Common MisconceptionSlave rebellions always failed and changed nothing.

What to Teach Instead

While suppressed, events like Haiti inspired global fear and abolitionist arguments. Debate simulations let students weigh short-term losses against long-term shifts, building nuanced evaluations.

Active Learning Ideas

See all activities

Real-World Connections

  • Historians specializing in Atlantic history, such as those at the Schomburg Center for Research in Black Culture, use primary sources like runaway advertisements and slave testimonies to reconstruct the experiences and resistance efforts of enslaved individuals.
  • Museums like the International Slavery Museum in Liverpool curate exhibits that highlight the tools, strategies, and narratives of resistance, connecting past struggles to contemporary issues of social justice and human rights.
  • The legacy of resistance is evident in cultural expressions like music, literature, and oral traditions that continue to be studied and celebrated by scholars and communities worldwide.

Assessment Ideas

Discussion Prompt

Pose the question: 'Which form of resistance, individual or collective, do you believe was ultimately more effective in challenging slavery, and why?' Encourage students to support their arguments with specific examples from the lesson, referencing both the risks and potential impacts of each approach.

Quick Check

Provide students with a short primary source excerpt, such as a diary entry or a newspaper report about an escape. Ask them to identify the method of resistance described and explain what it reveals about the enslaved person's agency and motivations.

Exit Ticket

Ask students to write down two distinct methods of resistance discussed in class. For each method, they should briefly explain one significant challenge faced by the enslaved people involved and one potential outcome of their resistance.

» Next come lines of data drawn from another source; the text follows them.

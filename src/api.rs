use crate::config::Config;
use crate::model::{ImageMeta, MessageOut, RoomSummary, User};
use crate::presence::Presence;
use crate::router::ConnectionRouter;
use crate::{auth, db, files, housekeeping, messages, rooms, users, ws};
use anyhow::Result;
use axum::extract::ws::WebSocketUpgrade;
use axum::{
    extract::{Extension, Multipart, Path, State},
    http::{header, StatusCode},
    middleware::{self, Next},
    response::{IntoResponse, Response},
    routing::{get, post},
    Json, Router,
};
use serde::{Deserialize, Serialize};
use std::{net::SocketAddr, path::PathBuf, sync::Arc};
use time::Duration;
use uuid::Uuid;

/// Shared state: the connection pool and the in-memory presence and routing
/// maps (initialized at process start, owned here for the process lifetime).
#[derive(Clone)]
pub struct AppState {
    pub pool: db::DbPool,
    pub router: Arc<ConnectionRouter>,
    pub presence: Arc<Presence>,
    pub file_dir: PathBuf,
    pub config: Config,
    pub jwt_secret: Arc<Vec<u8>>,
}

impl AppState {
    pub async fn new(config: Config) -> Result<Self> {
        let file_dir = config.data_dir.join("uploads");
        tokio::fs::create_dir_all(&file_dir).await?;
        let pool = db::open_pool_with_retry(config.db_path(), config.db_retry_backoff()).await;
        let conn = pool.get()?;
        rooms::seed_default_rooms(&conn)?;
        let jwt_secret =
            auth::load_or_create_secret(&config.data_dir.join("session_secret")).await?;
        Ok(Self {
            pool,
            router: Arc::new(ConnectionRouter::new()),
            presence: Arc::new(Presence::new()),
            file_dir,
            config,
            jwt_secret: Arc::new(jwt_secret),
        })
    }
}

/// Identity of the session behind a request, set by the auth middleware.
#[derive(Clone, Copy, Debug)]
pub struct AuthedUser(pub Uuid);

/// Build the HTTP application router.
pub fn build_router(state: AppState) -> Router {
    let protected = Router::new()
        .route("/auth/user", get(current_user))
        .route("/api/rooms", get(list_rooms).post(create_room))
        .route("/api/rooms/:id/messages", get(room_messages))
        .route("/api/rooms/:id/join", post(join_room))
        .route("/api/rooms/:id/leave", post(leave_room))
        .route("/api/upload", post(upload_image))
        .layer(middleware::from_fn_with_state(
            state.clone(),
            auth_middleware,
        ))
        .layer(axum::extract::DefaultBodyLimit::max(
            state.config.max_upload_bytes() as usize,
        ));
    Router::new()
        .route("/api/health", get(health))
        .route("/auth/session", post(create_session))
        .route("/uploads/:id", get(download_upload))
        .route("/ws", get(ws_handler))
        .merge(protected)
        .with_state(state)
}

async fn health() -> &'static str {
    "ok"
}

async fn auth_middleware<B>(
    State(state): State<AppState>,
    mut req: axum::http::Request<B>,
    next: Next<B>,
) -> Result<Response, (StatusCode, Json<ErrorResp>)> {
    if let Some(value) = req.headers().get(header::AUTHORIZATION) {
        if let Ok(value) = value.to_str() {
            if let Some(token) = value.strip_prefix("Bearer ") {
                if let Ok(claims) = auth::verify_token(&state.jwt_secret, token) {
                    if let Ok(user_id) = claims.sub.parse::<Uuid>() {
                        req.extensions_mut().insert(AuthedUser(user_id));
                        return Ok(next.run(req).await);
                    }
                }
            }
        }
    }
    Err(err(StatusCode::UNAUTHORIZED, "Not authenticated"))
}

#[derive(Serialize)]
struct ErrorResp {
    error: String,
}

fn err(status: StatusCode, msg: &str) -> (StatusCode, Json<ErrorResp>) {
    (status, Json(ErrorResp { error: msg.into() }))
}

/// Map domain error codes onto HTTP statuses.
fn map_domain(e: anyhow::Error) -> (StatusCode, Json<ErrorResp>) {
    match e.to_string().as_str() {
        "not_found" => err(StatusCode::NOT_FOUND, "Room not found"),
        "empty_message" => err(
            StatusCode::BAD_REQUEST,
            "Message must have content or an image",
        ),
        "not_an_image" => err(StatusCode::BAD_REQUEST, "Only image files are allowed"),
        "file_too_large" => err(StatusCode::PAYLOAD_TOO_LARGE, "File too large"),
        _ => {
            tracing::error!(error = %e, "request failed");
            err(StatusCode::INTERNAL_SERVER_ERROR, "Internal server error")
        }
    }
}

type ApiResult<T> = Result<T, (StatusCode, Json<ErrorResp>)>;

#[derive(Deserialize)]
struct SessionReq {
    provider_id: String,
    name: String,
    #[serde(default)]
    avatar_url: Option<String>,
}

#[derive(Serialize)]
struct SessionResp {
    token: String,
    user: User,
}

/// External-identity boundary: the OAuth callback hands a verified identity
/// here, which provisions the user on first sight and mints a session token.
async fn create_session(
    State(state): State<AppState>,
    Json(req): Json<SessionReq>,
) -> ApiResult<Json<SessionResp>> {
    if req.provider_id.trim().is_empty() || req.name.trim().is_empty() {
        return Err(err(StatusCode::BAD_REQUEST, "Missing identity fields"));
    }
    let conn = state.pool.get().map_err(|e| map_domain(e.into()))?;
    let user = users::upsert_user(
        &conn,
        req.provider_id.trim(),
        req.name.trim(),
        req.avatar_url.as_deref(),
    )
    .map_err(map_domain)?;
    let token = auth::issue_token(&state.jwt_secret, &user.id.to_string(), Duration::days(7))
        .map_err(map_domain)?;
    Ok(Json(SessionResp { token, user }))
}

async fn current_user(
    State(state): State<AppState>,
    Extension(AuthedUser(user_id)): Extension<AuthedUser>,
) -> ApiResult<Json<User>> {
    let conn = state.pool.get().map_err(|e| map_domain(e.into()))?;
    match users::get_user(&conn, &user_id).map_err(map_domain)? {
        Some(user) => Ok(Json(user)),
        None => Err(err(StatusCode::UNAUTHORIZED, "Not authenticated")),
    }
}

async fn list_rooms(State(state): State<AppState>) -> ApiResult<Json<Vec<RoomSummary>>> {
    let conn = state.pool.get().map_err(|e| map_domain(e.into()))?;
    let rooms = rooms::list_rooms(&conn).map_err(map_domain)?;
    Ok(Json(rooms))
}

#[derive(Deserialize)]
struct CreateRoomReq {
    name: String,
    #[serde(default)]
    description: String,
}

async fn create_room(
    State(state): State<AppState>,
    Extension(AuthedUser(user_id)): Extension<AuthedUser>,
    Json(req): Json<CreateRoomReq>,
) -> ApiResult<(StatusCode, Json<RoomSummary>)> {
    if req.name.trim().is_empty() {
        return Err(err(StatusCode::BAD_REQUEST, "Room name is required"));
    }
    let conn = state.pool.get().map_err(|e| map_domain(e.into()))?;
    let room = rooms::create_room(&conn, req.name.trim(), &req.description, &user_id)
        .map_err(map_domain)?;
    let summary = rooms::room_summary(&conn, room).map_err(map_domain)?;
    Ok((StatusCode::CREATED, Json(summary)))
}

async fn room_messages(
    State(state): State<AppState>,
    Extension(AuthedUser(user_id)): Extension<AuthedUser>,
    Path(room_id): Path<Uuid>,
) -> ApiResult<Json<Vec<MessageOut>>> {
    let conn = state.pool.get().map_err(|e| map_domain(e.into()))?;
    if rooms::get_room(&conn, &room_id).map_err(map_domain)?.is_none() {
        return Err(err(StatusCode::NOT_FOUND, "Room not found"));
    }
    if !rooms::is_member(&conn, &room_id, &user_id).map_err(map_domain)? {
        return Err(err(
            StatusCode::FORBIDDEN,
            "You must join the room to view messages",
        ));
    }
    let msgs = messages::list_messages(&conn, &room_id, 100).map_err(map_domain)?;
    Ok(Json(msgs))
}

#[derive(Serialize)]
struct JoinResp {
    message: String,
    room: RoomSummary,
}

async fn join_room(
    State(state): State<AppState>,
    Extension(AuthedUser(user_id)): Extension<AuthedUser>,
    Path(room_id): Path<Uuid>,
) -> ApiResult<Json<JoinResp>> {
    let conn = state.pool.get().map_err(|e| map_domain(e.into()))?;
    let room = rooms::join_room(&conn, &room_id, &user_id).map_err(map_domain)?;
    let summary = rooms::room_summary(&conn, room).map_err(map_domain)?;
    Ok(Json(JoinResp {
        message: "Joined room successfully".into(),
        room: summary,
    }))
}

#[derive(Serialize)]
struct LeaveResp {
    message: String,
    room_deleted: bool,
    #[serde(skip_serializing_if = "Option::is_none")]
    room: Option<RoomSummary>,
}

async fn leave_room(
    State(state): State<AppState>,
    Extension(AuthedUser(user_id)): Extension<AuthedUser>,
    Path(room_id): Path<Uuid>,
) -> ApiResult<Json<LeaveResp>> {
    let conn = state.pool.get().map_err(|e| map_domain(e.into()))?;
    let outcome = rooms::leave_room(&conn, &room_id, &user_id).map_err(map_domain)?;
    if outcome.deleted {
        return Ok(Json(LeaveResp {
            message: "Left room successfully and room was deleted (empty)".into(),
            room_deleted: true,
            room: None,
        }));
    }
    let room = match outcome.room {
        Some(room) => Some(rooms::room_summary(&conn, room).map_err(map_domain)?),
        None => None,
    };
    Ok(Json(LeaveResp {
        message: "Left room successfully".into(),
        room_deleted: false,
        room,
    }))
}

async fn upload_image(
    State(state): State<AppState>,
    mut multipart: Multipart,
) -> ApiResult<Json<ImageMeta>> {
    let field = match multipart.next_field().await {
        Ok(Some(field)) => field,
        _ => return Err(err(StatusCode::BAD_REQUEST, "No file uploaded")),
    };
    let name = field
        .file_name()
        .map(|s| s.to_string())
        .unwrap_or_else(|| "image".into());
    let declared = field.content_type().map(|m| m.to_string());
    let data = field
        .bytes()
        .await
        .map_err(|_| err(StatusCode::BAD_REQUEST, "No file uploaded"))?;
    let mime = files::validate_image(
        &name,
        declared.as_deref(),
        &data,
        state.config.max_upload_bytes(),
    )
    .map_err(map_domain)?;
    let size = data.len() as i64;
    let file_id = files::save_file(&state.file_dir, data)
        .await
        .map_err(map_domain)?;
    Ok(Json(ImageMeta {
        url: format!("/uploads/{file_id}"),
        filename: file_id,
        original_name: name,
        mimetype: mime,
        size,
    }))
}

/// Serve a stored upload. The content type is sniffed from the bytes on
/// every request, so downloads stay correct across restarts without any
/// in-memory bookkeeping.
async fn download_upload(
    State(state): State<AppState>,
    Path(id): Path<String>,
) -> Result<impl IntoResponse, StatusCode> {
    let path = files::file_path(&state.file_dir, &id).ok_or(StatusCode::NOT_FOUND)?;
    let data = tokio::fs::read(path)
        .await
        .map_err(|_| StatusCode::NOT_FOUND)?;
    let mime = infer::get(&data)
        .map(|kind| kind.mime_type())
        .unwrap_or("application/octet-stream");
    Ok(([(header::CONTENT_TYPE, mime)], data))
}

async fn ws_handler(ws: WebSocketUpgrade, State(state): State<AppState>) -> impl IntoResponse {
    ws.on_upgrade(move |socket| ws::handle_socket(socket, state))
}

/// Run the HTTP server bound to the configured address.
pub async fn run_http_server(config: Config) -> Result<()> {
    let addr: SocketAddr = config.bind.parse()?;
    let state = AppState::new(config).await?;
    housekeeping::spawn_sweeper(state.clone());
    tracing::info!(%addr, "server listening");
    axum::Server::bind(&addr)
        .serve(build_router(state).into_make_service())
        .await?;
    Ok(())
}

Frequently Asked Questions

How does active learning benefit teaching resistance to slavery?
Active approaches like role-plays and source stations immerse students in enslaved perspectives, fostering empathy and critical analysis. Collaborative timelines reveal patterns across resistances, while debates sharpen arguments on effectiveness. These methods make heavy topics engaging, ensure respectful handling of trauma, and align with KS3 skills in causation and significance, leading to deeper retention and thoughtful discussions.
What primary sources work best for slave rebellions?
Use runaway slave advertisements from British newspapers, Olaudah Equiano's narratives, and Haitian Revolution accounts from Toussaint Louverture. Plantation journals detail sabotage, while maroon treaties show negotiations. Pair with visuals like Cugoano's etchings. Scaffold analysis with questions on reliability and bias to build source skills effectively.
Why focus on the Haitian Revolution in UK History?
The Haitian Revolution terrified British planters, fueled abolitionist campaigns, and influenced 1807 Slave Trade Act debates. It exemplifies enslaved agency challenging empire, linking to KS3 themes of power and ideas. Students evaluate its global ripple effects, connecting local empire stories to international change.
How to assess understanding of resistance methods?
Use exit tickets ranking resistances by effectiveness with evidence, or group posters synthesizing individual vs. collective strategies. Rubrics reward use of sources and causal links. Peer reviews during debates provide formative feedback, ensuring students grasp nuances like context and outcomes.